======== Data records

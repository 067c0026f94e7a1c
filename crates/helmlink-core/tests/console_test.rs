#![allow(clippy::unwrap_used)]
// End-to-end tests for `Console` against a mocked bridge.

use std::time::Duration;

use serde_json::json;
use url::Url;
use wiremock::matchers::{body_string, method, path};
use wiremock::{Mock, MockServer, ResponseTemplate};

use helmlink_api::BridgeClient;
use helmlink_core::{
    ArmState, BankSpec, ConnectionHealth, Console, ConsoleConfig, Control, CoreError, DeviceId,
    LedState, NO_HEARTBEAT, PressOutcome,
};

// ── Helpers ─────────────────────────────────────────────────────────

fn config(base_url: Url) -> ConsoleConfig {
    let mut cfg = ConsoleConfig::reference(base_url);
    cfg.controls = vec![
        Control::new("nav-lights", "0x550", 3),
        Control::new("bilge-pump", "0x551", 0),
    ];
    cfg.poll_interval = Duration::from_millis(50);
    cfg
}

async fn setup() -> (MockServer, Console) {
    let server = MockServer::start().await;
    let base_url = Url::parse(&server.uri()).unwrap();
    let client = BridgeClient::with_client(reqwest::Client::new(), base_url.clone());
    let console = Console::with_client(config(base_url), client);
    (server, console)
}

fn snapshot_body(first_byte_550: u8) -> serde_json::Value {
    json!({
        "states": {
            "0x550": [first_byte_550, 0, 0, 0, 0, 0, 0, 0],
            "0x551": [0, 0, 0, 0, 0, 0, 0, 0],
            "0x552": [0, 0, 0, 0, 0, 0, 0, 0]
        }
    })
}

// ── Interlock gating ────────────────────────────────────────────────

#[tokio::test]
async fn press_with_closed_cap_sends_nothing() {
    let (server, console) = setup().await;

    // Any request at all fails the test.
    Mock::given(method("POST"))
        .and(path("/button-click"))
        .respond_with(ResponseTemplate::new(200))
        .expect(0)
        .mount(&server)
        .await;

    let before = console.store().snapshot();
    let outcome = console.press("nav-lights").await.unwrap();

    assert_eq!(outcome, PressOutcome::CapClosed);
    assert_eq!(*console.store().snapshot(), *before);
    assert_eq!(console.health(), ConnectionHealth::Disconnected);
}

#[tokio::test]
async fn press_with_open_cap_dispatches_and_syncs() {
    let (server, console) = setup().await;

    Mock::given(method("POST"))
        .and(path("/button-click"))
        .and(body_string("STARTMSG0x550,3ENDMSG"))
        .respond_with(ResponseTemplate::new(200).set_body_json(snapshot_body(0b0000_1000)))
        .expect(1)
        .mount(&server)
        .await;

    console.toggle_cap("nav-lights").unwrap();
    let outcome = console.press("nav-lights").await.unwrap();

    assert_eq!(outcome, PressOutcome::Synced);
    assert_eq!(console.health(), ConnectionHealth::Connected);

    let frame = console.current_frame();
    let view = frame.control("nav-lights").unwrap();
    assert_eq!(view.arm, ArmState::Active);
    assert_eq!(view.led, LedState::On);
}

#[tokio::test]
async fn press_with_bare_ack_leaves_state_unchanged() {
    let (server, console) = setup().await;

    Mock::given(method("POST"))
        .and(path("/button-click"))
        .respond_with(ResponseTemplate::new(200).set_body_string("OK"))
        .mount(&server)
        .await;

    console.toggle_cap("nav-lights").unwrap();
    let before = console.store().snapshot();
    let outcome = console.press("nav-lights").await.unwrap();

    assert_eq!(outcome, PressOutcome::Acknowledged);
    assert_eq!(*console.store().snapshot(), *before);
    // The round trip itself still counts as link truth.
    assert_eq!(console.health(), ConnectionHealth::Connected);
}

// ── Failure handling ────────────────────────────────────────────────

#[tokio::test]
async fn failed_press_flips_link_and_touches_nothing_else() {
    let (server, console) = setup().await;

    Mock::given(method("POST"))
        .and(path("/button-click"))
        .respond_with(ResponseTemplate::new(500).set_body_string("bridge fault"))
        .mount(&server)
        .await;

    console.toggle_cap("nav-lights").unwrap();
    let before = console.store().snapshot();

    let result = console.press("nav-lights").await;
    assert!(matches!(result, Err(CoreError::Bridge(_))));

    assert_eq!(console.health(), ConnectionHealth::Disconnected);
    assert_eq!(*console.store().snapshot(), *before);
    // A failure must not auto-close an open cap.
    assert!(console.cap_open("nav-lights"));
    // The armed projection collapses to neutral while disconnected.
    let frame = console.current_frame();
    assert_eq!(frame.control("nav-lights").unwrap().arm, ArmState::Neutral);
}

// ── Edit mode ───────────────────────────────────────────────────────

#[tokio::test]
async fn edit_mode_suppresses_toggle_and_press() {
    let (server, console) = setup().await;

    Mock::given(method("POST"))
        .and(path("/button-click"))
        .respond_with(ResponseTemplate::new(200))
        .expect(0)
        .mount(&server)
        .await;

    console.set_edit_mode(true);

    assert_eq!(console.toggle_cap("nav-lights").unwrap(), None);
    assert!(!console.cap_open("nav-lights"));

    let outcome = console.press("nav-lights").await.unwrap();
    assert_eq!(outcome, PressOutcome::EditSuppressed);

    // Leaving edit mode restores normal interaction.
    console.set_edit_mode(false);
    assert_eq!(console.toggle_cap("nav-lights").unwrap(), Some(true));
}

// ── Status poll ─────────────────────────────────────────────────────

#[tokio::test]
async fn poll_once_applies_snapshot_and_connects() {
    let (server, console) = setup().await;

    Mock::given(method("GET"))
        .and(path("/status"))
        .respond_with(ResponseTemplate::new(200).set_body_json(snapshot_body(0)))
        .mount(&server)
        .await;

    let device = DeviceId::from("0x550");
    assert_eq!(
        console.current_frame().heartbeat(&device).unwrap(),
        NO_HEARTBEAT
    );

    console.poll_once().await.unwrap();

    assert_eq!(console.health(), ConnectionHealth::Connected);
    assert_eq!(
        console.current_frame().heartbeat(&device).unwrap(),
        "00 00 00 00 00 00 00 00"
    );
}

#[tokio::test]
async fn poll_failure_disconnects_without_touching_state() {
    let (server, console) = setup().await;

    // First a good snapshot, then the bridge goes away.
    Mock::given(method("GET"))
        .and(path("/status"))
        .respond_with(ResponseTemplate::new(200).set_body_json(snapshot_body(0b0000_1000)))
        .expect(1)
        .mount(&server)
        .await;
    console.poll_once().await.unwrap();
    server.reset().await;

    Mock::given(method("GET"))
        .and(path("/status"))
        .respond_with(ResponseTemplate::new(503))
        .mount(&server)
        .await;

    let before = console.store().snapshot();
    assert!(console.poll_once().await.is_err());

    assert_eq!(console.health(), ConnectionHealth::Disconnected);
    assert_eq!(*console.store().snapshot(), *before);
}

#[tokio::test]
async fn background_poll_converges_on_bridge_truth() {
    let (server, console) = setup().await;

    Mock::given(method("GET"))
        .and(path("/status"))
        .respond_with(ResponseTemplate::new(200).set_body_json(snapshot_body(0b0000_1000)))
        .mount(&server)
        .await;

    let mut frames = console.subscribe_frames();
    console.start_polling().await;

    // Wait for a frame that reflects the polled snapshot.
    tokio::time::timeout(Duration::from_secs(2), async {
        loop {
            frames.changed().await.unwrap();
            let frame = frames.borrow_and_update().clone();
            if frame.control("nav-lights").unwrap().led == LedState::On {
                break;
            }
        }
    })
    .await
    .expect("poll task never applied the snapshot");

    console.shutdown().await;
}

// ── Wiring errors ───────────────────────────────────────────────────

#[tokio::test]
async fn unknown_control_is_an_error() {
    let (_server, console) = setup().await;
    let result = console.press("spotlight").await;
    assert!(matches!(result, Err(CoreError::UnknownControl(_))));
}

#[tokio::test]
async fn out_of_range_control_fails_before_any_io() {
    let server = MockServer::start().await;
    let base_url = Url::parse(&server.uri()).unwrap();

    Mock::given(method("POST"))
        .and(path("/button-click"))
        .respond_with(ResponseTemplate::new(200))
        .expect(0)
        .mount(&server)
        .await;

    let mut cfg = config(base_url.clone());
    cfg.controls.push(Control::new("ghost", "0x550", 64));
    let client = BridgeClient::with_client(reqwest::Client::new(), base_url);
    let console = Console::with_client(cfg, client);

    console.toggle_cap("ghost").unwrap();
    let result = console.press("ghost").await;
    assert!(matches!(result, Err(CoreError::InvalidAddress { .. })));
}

================
======== Data records

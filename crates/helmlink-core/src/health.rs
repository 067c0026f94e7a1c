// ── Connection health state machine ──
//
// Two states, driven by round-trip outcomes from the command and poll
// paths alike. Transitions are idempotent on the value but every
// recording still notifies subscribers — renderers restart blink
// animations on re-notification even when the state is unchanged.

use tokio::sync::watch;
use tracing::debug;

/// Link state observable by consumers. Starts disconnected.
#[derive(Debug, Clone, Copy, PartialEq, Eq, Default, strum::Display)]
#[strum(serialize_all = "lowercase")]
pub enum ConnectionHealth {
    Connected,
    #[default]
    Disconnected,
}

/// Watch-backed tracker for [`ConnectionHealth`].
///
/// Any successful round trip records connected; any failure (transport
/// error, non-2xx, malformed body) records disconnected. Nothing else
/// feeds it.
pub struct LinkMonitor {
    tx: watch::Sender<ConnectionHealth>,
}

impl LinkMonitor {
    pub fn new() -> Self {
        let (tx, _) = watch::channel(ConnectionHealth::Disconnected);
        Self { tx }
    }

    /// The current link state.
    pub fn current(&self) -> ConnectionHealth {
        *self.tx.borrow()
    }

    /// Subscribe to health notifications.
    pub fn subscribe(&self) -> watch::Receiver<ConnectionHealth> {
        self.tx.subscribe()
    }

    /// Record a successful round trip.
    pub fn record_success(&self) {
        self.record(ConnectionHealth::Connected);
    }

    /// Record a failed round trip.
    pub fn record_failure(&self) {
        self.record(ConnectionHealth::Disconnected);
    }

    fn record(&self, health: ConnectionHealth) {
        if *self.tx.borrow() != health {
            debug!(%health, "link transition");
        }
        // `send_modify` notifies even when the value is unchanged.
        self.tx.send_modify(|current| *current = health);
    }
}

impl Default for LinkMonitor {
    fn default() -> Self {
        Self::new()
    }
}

================
======== Data records

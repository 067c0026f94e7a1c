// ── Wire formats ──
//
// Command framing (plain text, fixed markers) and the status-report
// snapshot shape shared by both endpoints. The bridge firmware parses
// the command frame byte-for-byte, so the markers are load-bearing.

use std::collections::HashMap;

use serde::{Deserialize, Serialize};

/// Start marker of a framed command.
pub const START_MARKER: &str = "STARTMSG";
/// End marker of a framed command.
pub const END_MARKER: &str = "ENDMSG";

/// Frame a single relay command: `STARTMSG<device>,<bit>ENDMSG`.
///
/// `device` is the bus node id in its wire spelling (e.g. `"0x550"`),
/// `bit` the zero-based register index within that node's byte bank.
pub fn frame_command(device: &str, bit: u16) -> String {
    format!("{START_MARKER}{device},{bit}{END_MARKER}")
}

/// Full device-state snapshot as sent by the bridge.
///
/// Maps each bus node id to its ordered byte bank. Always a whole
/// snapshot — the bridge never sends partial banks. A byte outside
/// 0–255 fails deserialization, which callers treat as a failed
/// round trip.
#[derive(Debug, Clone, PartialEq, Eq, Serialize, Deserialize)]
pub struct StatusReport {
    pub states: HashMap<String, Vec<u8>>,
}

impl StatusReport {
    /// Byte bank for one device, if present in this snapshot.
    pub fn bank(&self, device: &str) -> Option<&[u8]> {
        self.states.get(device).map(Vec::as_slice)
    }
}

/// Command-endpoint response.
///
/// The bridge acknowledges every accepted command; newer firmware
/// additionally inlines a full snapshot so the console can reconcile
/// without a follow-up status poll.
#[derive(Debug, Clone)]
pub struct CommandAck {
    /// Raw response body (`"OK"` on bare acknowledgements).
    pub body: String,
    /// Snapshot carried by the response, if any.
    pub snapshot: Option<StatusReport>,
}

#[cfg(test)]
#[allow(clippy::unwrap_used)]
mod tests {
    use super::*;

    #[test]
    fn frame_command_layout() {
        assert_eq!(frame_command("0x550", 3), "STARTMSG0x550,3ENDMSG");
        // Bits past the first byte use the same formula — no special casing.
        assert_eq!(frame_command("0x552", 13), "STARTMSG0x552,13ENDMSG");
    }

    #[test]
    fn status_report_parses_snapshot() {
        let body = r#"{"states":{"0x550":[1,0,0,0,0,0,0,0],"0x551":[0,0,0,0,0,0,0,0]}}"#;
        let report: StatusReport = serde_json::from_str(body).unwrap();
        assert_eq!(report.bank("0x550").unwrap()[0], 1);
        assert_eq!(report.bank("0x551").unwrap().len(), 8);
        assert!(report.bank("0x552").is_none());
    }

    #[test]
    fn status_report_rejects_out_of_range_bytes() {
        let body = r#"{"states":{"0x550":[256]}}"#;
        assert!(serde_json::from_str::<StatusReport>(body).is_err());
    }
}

================

About this exercise: Using the entries above, give back exactly the line containing "pub struct LinkMonitor", the line containing "pub fn record_success(&self)", and every line between them, and nothing else.

Exercise result:
pub struct LinkMonitor {
    tx: watch::Sender<ConnectionHealth>,
}

impl LinkMonitor {
    pub fn new() -> Self {
        let (tx, _) = watch::channel(ConnectionHealth::Disconnected);
        Self { tx }
    }

    /// The current link state.
    pub fn current(&self) -> ConnectionHealth {
        *self.tx.borrow()
    }

    /// Subscribe to health notifications.
    pub fn subscribe(&self) -> watch::Receiver<ConnectionHealth> {
        self.tx.subscribe()
    }

    /// Record a successful round trip.
    pub fn record_success(&self) {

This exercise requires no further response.